|
ABSTRACT A multiband, frequency reconfigurable, and bifunctional metasurface for simultaneous full-space control of Electromagnetic (EM) waves is proposed for wearable applications. The unit-cell structure contains concentric rectangular rings and empty substrate-integrated waveguides (SIWs) for miniaturisation. The miniaturised dimension of the Polydimethylsiloxane (PDMS) substrate is 18?×?18?×?1 mm3. Two varactor diodes are integrated for frequency switching operations by configuring the structure using bias voltage (forward/reverse) through the ground via the proposed surface resonates at 3.5,5.8,7.6 (On),8.1 (Off) GHz frequencies, which provide simultaneous bi-functionalities: artificial Magnetic Conductor (AMC) reflector/absorber in reflection and transmission space of operations, respectively. In reflection space, it acts as an AMC reflector by providing in-phase reflection with a radiation efficiency of >84% and unidirectional E-field patterns. However, the magnitude of absorbance is more than 96% in transmission, thereby simultaneously controlling full-space EM wave in normal incidence.
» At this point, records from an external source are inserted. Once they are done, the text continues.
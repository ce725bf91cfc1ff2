//! [`Move`] representation and its compact 32-bit encoding.

use std::fmt;

use anyhow::{bail, Context};

use crate::chess::core::{PieceKind, Square};
use crate::chess::error::CodecError;

/// What a move does. Discriminants are the 4-bit codes of the packed move.
#[allow(missing_docs)]
#[repr(u8)]
#[derive(Clone, Copy, Debug, PartialEq, Eq, Hash)]
pub enum MoveAction {
    /// Quiet move onto an empty square.
    Move = 1,
    Capture = 2,
    /// Origin is the king square, destination is the rook square.
    CastleKingside = 3,
    /// Origin is the king square, destination is the rook square.
    CastleQueenside = 4,
    EnPassant = 5,
    PromoteQueen = 8,
    PromoteBishop = 9,
    PromoteKnight = 10,
    PromoteRook = 11,
}

impl MoveAction {
    /// Pawn promotions in the order the generator emits them.
    pub const PROMOTIONS: [Self; 4] = [
        Self::PromoteQueen,
        Self::PromoteBishop,
        Self::PromoteKnight,
        Self::PromoteRook,
    ];

    /// Piece kind the pawn becomes, if this is a promotion.
    #[must_use]
    pub const fn promotion(self) -> Option<PieceKind> {
        match self {
            Self::PromoteQueen => Some(PieceKind::Queen),
            Self::PromoteBishop => Some(PieceKind::Bishop),
            Self::PromoteKnight => Some(PieceKind::Knight),
            Self::PromoteRook => Some(PieceKind::Rook),
            _ => None,
        }
    }
}

impl TryFrom<u8> for MoveAction {
    type Error = anyhow::Error;

    fn try_from(code: u8) -> anyhow::Result<Self> {
        Ok(match code {
            1 => Self::Move,
            2 => Self::Capture,
            3 => Self::CastleKingside,
            4 => Self::CastleQueenside,
            5 => Self::EnPassant,
            8 => Self::PromoteQueen,
            9 => Self::PromoteBishop,
            10 => Self::PromoteKnight,
            11 => Self::PromoteRook,
            _ => bail!(CodecError::CorruptEncoding(format!(
                "unknown move action code {code}"
            ))),
        })
    }
}

/// Annotation of the position a move leads to. The generator does not fill it
/// in.
#[allow(missing_docs)]
#[repr(u8)]
#[derive(Clone, Copy, Debug, Default, PartialEq, Eq, Hash)]
pub enum MoveResult {
    #[default]
    None = 0,
    Check = 1,
    DoubleCheck = 2,
}

impl TryFrom<u8> for MoveResult {
    type Error = anyhow::Error;

    fn try_from(code: u8) -> anyhow::Result<Self> {
        Ok(match code {
            0 => Self::None,
            1 => Self::Check,
            2 => Self::DoubleCheck,
            _ => bail!(CodecError::CorruptEncoding(format!(
                "unknown move result code {code}"
            ))),
        })
    }
}

/// A single transition of the board produced by the move generator. Moves
/// don't reference the board they were generated from.
#[derive(Clone, Copy, Debug, PartialEq, Eq, Hash)]
pub struct Move {
    #[allow(missing_docs)]
    pub action: MoveAction,
    #[allow(missing_docs)]
    pub result: MoveResult,
    #[allow(missing_docs)]
    pub from: Square,
    #[allow(missing_docs)]
    pub to: Square,
}

impl Move {
    /// Creates a move with an empty [`MoveResult`].
    #[must_use]
    pub const fn new(action: MoveAction, from: Square, to: Square) -> Self {
        Self {
            action,
            result: MoveResult::None,
            from,
            to,
        }
    }

    /// Encodes the move into 32 bits:
    ///
    /// | bits   | field            |
    /// | ------ | ---------------- |
    /// | 0..4   | action           |
    /// | 4..8   | result           |
    /// | 8..14  | origin code      |
    /// | 14..20 | destination code |
    /// | 20..32 | zero             |
    #[must_use]
    pub fn pack(&self) -> PackedMove {
        PackedMove(
            u32::from(self.action as u8)
                | u32::from(self.result as u8) << 4
                | u32::from(self.from.code()) << 8
                | u32::from(self.to.code()) << 14,
        )
    }

    /// Decodes a move produced by [`Move::pack`].
    ///
    /// # Errors
    ///
    /// If the action or result codes are unknown or the unused bits are set.
    pub fn unpack(packed: PackedMove) -> anyhow::Result<Self> {
        let bits = packed.bits();
        if bits >> 20 != 0 {
            bail!(CodecError::CorruptEncoding(format!(
                "unused bits of packed move {packed} are set"
            )));
        }
        let field = |shift: u32, width: u32| -> u8 {
            #[allow(clippy::cast_possible_truncation)]
            let value = ((bits >> shift) & ((1 << width) - 1)) as u8;
            value
        };
        let action = MoveAction::try_from(field(0, 4))
            .with_context(|| format!("decoding packed move {packed}"))?;
        let result = MoveResult::try_from(field(4, 4))
            .with_context(|| format!("decoding packed move {packed}"))?;
        Ok(Self {
            action,
            result,
            from: Square::from_code(field(8, 6))?,
            to: Square::from_code(field(14, 6))?,
        })
    }
}

impl fmt::Display for Move {
    /// Serializes a move in [UCI format] with the promotion suffix. Castling
    /// is printed as the king and rook squares it was generated with.
    ///
    /// [UCI format]: http://wbec-ridderkerk.nl/html/UCIProtocol.html
    fn fmt(&self, f: &mut fmt::Formatter<'_>) -> fmt::Result {
        write!(f, "{}{}", self.from, self.to)?;
        let suffix = match self.action {
            MoveAction::PromoteQueen => "q",
            MoveAction::PromoteBishop => "b",
            MoveAction::PromoteKnight => "n",
            MoveAction::PromoteRook => "r",
            _ => "",
        };
        f.write_str(suffix)
    }
}

/// 32-bit encoding of a [`Move`].
#[derive(Clone, Copy, Debug, PartialEq, Eq, Hash)]
pub struct PackedMove(u32);

impl PackedMove {
    /// Wraps raw bits. They are validated by [`Move::unpack`].
    #[must_use]
    pub const fn from_bits(bits: u32) -> Self {
        Self(bits)
    }

    /// Returns raw bits.
    #[must_use]
    pub const fn bits(self) -> u32 {
        self.0
    }
}

impl fmt::Display for PackedMove {
    fn fmt(&self, f: &mut fmt::Formatter<'_>) -> fmt::Result {
        write!(f, "{:08x}", self.0)
    }
}
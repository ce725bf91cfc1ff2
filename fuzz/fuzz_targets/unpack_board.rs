#![no_main]
use garth::chess::board::Board;
use garth::chess::pack::{PackedBoard, PACKED_BOARD_SIZE};
use libfuzzer_sys::fuzz_target;
use pretty_assertions::assert_eq;

fuzz_target!(|data: &[u8]| {
    let Ok(bytes) = <[u8; PACKED_BOARD_SIZE]>::try_from(data) else {
        return;
    };
    let packed = PackedBoard::from_bytes(bytes);
    if let Ok(board) = Board::unpack(&packed) {
        // Anything that decodes is canonical.
        assert_eq!(board.pack().unwrap(), packed);
    }
});
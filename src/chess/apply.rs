//! Transition from one position to the next.

use anyhow::{bail, Context};

use crate::chess::board::Board;
use crate::chess::core::{CastleRights, PieceKind, Side, Square};
use crate::chess::moves::{Move, MoveAction};

const SHORT_KING_FILE: i8 = 6;
const SHORT_ROOK_FILE: i8 = 5;
const LONG_KING_FILE: i8 = 2;
const LONG_ROOK_FILE: i8 = 3;

impl Board {
    /// Returns the position after `mv`. The board itself is left untouched.
    ///
    /// The move is trusted to come from [`Board::generate_moves`]: only the
    /// presence of the moving pieces is checked.
    ///
    /// # Errors
    ///
    /// If the origin square is empty, or a castling move does not point at a
    /// rook of the same side.
    pub fn apply_move(&self, mv: &Move) -> anyhow::Result<Self> {
        let mut next = self.clone();
        next.clear_en_passant();
        let Some(&piece) = self.at(mv.from) else {
            bail!("no piece to move on {} for {mv}", mv.from);
        };
        let side = piece.side();
        let capture = match mv.action {
            MoveAction::CastleKingside | MoveAction::CastleQueenside => {
                next.castle(mv, side)
                    .with_context(|| format!("applying {mv} to {self}"))?;
                false
            },
            MoveAction::EnPassant => {
                let _ = next.relocate(mv.from, mv.to);
                // The passed pawn stands next to the origin, behind the
                // destination.
                let _ = next.clear_square(Square::new(mv.from.rank(), mv.to.file()));
                true
            },
            action => {
                let capture = next.relocate(mv.from, mv.to);
                if let Some(kind) = action.promotion() {
                    next.promote(mv.to, kind);
                }
                capture
            },
        };

        if piece.moves_pawn() || capture {
            next.halfmove_clock = 0;
        } else {
            next.halfmove_clock = next.halfmove_clock.saturating_add(1);
        }
        if side == Side::Black {
            next.fullmove_counter = next.fullmove_counter.saturating_add(1);
        }
        next.side_to_move = side.opponent();
        log::trace!("{self} + {mv} -> {next}");
        Ok(next)
    }

    // Moves the piece and keeps castling rights, pawn kinds and the en passant
    // target in sync. Returns whether something was captured.
    fn relocate(&mut self, from: Square, to: Square) -> bool {
        let Some(mut piece) = self.clear_square(from) else {
            return false;
        };
        let captured = self.clear_square(to);
        if let Some(captured) = captured {
            if captured.kind() == PieceKind::Rook {
                self.revoke_corner(to, captured.side());
            }
        }
        match piece.kind() {
            PieceKind::King => self.set_castling(CastleRights::both(piece.side()), false),
            PieceKind::Rook => self.revoke_corner(from, piece.side()),
            PieceKind::Pawn | PieceKind::PawnOffFile => {
                if from.file() != to.file() {
                    piece.promote(PieceKind::PawnOffFile);
                }
                let side = piece.side();
                if from.rank() == side.pawn_rank() && (to.rank() - from.rank()).abs() == 2 {
                    self.set_en_passant(from + side.push_direction());
                }
            },
            _ => (),
        }
        self.place(piece, to);
        captured.is_some()
    }

    // Clears the right tied to a rook corner if the rook there belongs to
    // `side`.
    fn revoke_corner(&mut self, corner: Square, side: Side) {
        if let Some(right) = CastleRights::for_rook_corner(corner) {
            if CastleRights::both(side).contains(right) {
                self.set_castling(right, false);
            }
        }
    }

    fn promote(&mut self, square: Square, kind: PieceKind) {
        if let Some(mut piece) = self.clear_square(square) {
            piece.promote(kind);
            self.place(piece, square);
        }
    }

    fn castle(&mut self, mv: &Move, side: Side) -> anyhow::Result<()> {
        let (king_file, rook_file) = if mv.action == MoveAction::CastleKingside {
            (SHORT_KING_FILE, SHORT_ROOK_FILE)
        } else {
            (LONG_KING_FILE, LONG_ROOK_FILE)
        };
        match self.at(mv.to) {
            Some(rook) if rook.kind() == PieceKind::Rook && rook.side() == side => (),
            _ => bail!("castling needs a rook of {side} on {}", mv.to),
        }
        let rank = mv.from.rank();
        let (Some(king), Some(rook)) = (self.clear_square(mv.from), self.clear_square(mv.to))
        else {
            bail!("castling needs a king on {}", mv.from);
        };
        self.place(king, Square::new(rank, king_file));
        self.place(rook, Square::new(rank, rook_file));
        self.set_castling(CastleRights::both(side), false);
        Ok(())
    }
}

#[cfg(test)]
mod test {
    use pretty_assertions::assert_eq;

    use super::*;

    fn square(input: &str) -> Square {
        Square::try_from(input).unwrap()
    }

    fn apply(board: &Board, action: MoveAction, from: &str, to: &str) -> Board {
        board
            .apply_move(&Move::new(action, square(from), square(to)))
            .unwrap()
    }

    #[test]
    fn source_board_untouched() {
        let board = Board::starting();
        let next = apply(&board, MoveAction::Move, "g1", "f3");
        assert_eq!(board, Board::starting());
        assert_eq!(
            next.to_string(),
            "rnbqkbnr/pppppppp/8/8/8/5N2/PPPPPPPP/RNBQKB1R b KQkq - 1 0"
        );
        let next = apply(&next, MoveAction::Move, "g8", "f6");
        assert_eq!(
            next.to_string(),
            "rnbqkb1r/pppppppp/5n2/8/8/5N2/PPPPPPPP/RNBQKB1R w KQkq - 2 1"
        );
    }

    #[test]
    fn double_step_records_skipped_square() {
        let next = apply(&Board::starting(), MoveAction::Move, "e2", "e4");
        assert_eq!(next.en_passant(), Some(square("e3")));
        assert_eq!(next.halfmove_clock(), 0);
        let next = apply(&next, MoveAction::Move, "b8", "c6");
        assert_eq!(next.en_passant(), None);
    }

    #[test]
    fn capture() {
        let board = Board::from_fen("4k3/8/8/3p4/4P3/8/8/4K3 w - - 7 10").unwrap();
        let next = apply(&board, MoveAction::Capture, "e4", "d5");
        assert!(next.is_empty(square("e4")));
        let pawn = next.at(square("d5")).unwrap();
        assert_eq!(pawn.kind(), PieceKind::PawnOffFile);
        assert_eq!(pawn.side(), Side::White);
        assert_eq!(pawn.square(), square("d5"));
        assert_eq!(next.piece_count(), 3);
        assert_eq!(next.halfmove_clock(), 0);
    }

    #[test]
    fn clock_resets_on_any_capture() {
        let board = Board::from_fen("4k3/8/8/3p4/8/8/8/3RK3 w - - 7 10").unwrap();
        assert_eq!(apply(&board, MoveAction::Capture, "d1", "d5").halfmove_clock(), 0);
        assert_eq!(apply(&board, MoveAction::Move, "d1", "d4").halfmove_clock(), 8);
    }

    #[test]
    fn en_passant_removes_passed_pawn() {
        let board = Board::from_fen("4k3/3p4/8/4P3/8/8/8/4K3 b - - 0 1").unwrap();
        let board = apply(&board, MoveAction::Move, "d7", "d5");
        assert_eq!(board.en_passant(), Some(square("d6")));
        let moves = board.generate_moves();
        let en_passant = moves
            .iter()
            .find(|m| m.action == MoveAction::EnPassant)
            .unwrap();
        let next = board.apply_move(en_passant).unwrap();
        assert_eq!(next.to_string(), "4k3/8/3P4/8/8/8/8/4K3 b - - 0 2");
        assert_eq!(
            next.at(square("d6")).unwrap().kind(),
            PieceKind::PawnOffFile
        );
    }

    #[test]
    fn promotion() {
        let board = Board::from_fen("3r3k/4P3/8/8/8/8/8/K7 w - - 3 40").unwrap();
        let next = apply(&board, MoveAction::PromoteKnight, "e7", "e8");
        assert_eq!(next.to_string(), "3rN2k/8/8/8/8/8/8/K7 b - - 0 40");
        let next = apply(&board, MoveAction::PromoteQueen, "e7", "d8");
        assert_eq!(next.to_string(), "3Q3k/8/8/8/8/8/8/K7 b - - 0 40");
    }

    #[test]
    fn castling_rights() {
        let board = Board::from_fen("r3k2r/8/8/8/8/8/8/R3K2R w KQkq - 0 1").unwrap();
        assert_eq!(
            apply(&board, MoveAction::Move, "e1", "e2").castling(),
            CastleRights::BLACK_BOTH
        );
        assert_eq!(
            apply(&board, MoveAction::Move, "h1", "h5").castling(),
            CastleRights::WHITE_LONG | CastleRights::BLACK_BOTH
        );
        assert_eq!(
            apply(&board, MoveAction::Capture, "a1", "a8").castling(),
            CastleRights::WHITE_SHORT | CastleRights::BLACK_SHORT
        );
    }

    #[test]
    fn castling() {
        let board = Board::from_fen("r3k2r/8/8/8/8/8/8/R3K2R w KQkq - 0 1").unwrap();
        let next = apply(&board, MoveAction::CastleKingside, "e1", "h1");
        assert_eq!(next.to_string(), "r3k2r/8/8/8/8/8/8/R4RK1 b kq - 1 1");
        assert_eq!(next.king(Side::White), Some(square("g1")));
        let next = apply(&next, MoveAction::CastleQueenside, "e8", "a8");
        assert_eq!(next.to_string(), "2kr3r/8/8/8/8/8/8/R4RK1 w - - 2 2");
        assert_eq!(next.king(Side::Black), Some(square("c8")));
    }

    #[test]
    fn invalid_moves() {
        let board = Board::starting();
        assert!(board
            .apply_move(&Move::new(MoveAction::Move, square("e4"), square("e5")))
            .is_err());
        assert!(board
            .apply_move(&Move::new(
                MoveAction::CastleKingside,
                Square::E1,
                square("g1")
            ))
            .is_err());
    }

    #[test]
    fn cached_squares_follow_pieces() {
        let mut board = Board::starting();
        for _ in 0..6 {
            let mv = board.generate_moves()[0];
            board = board.apply_move(&mv).unwrap();
            for (square, piece) in &board.pieces {
                assert_eq!(*square, piece.square());
            }
        }
    }
}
The obtained simultaneous metasurface functionalities are investigated for different oblique angles of the transverse electric (TE) and transverse magnetic (TM) incident wave. The proposed surface is fabricated and experimentally validated. The features of the designed bifunctional metasurface provide a strategic platform for potential multifunctional wearable devices.
|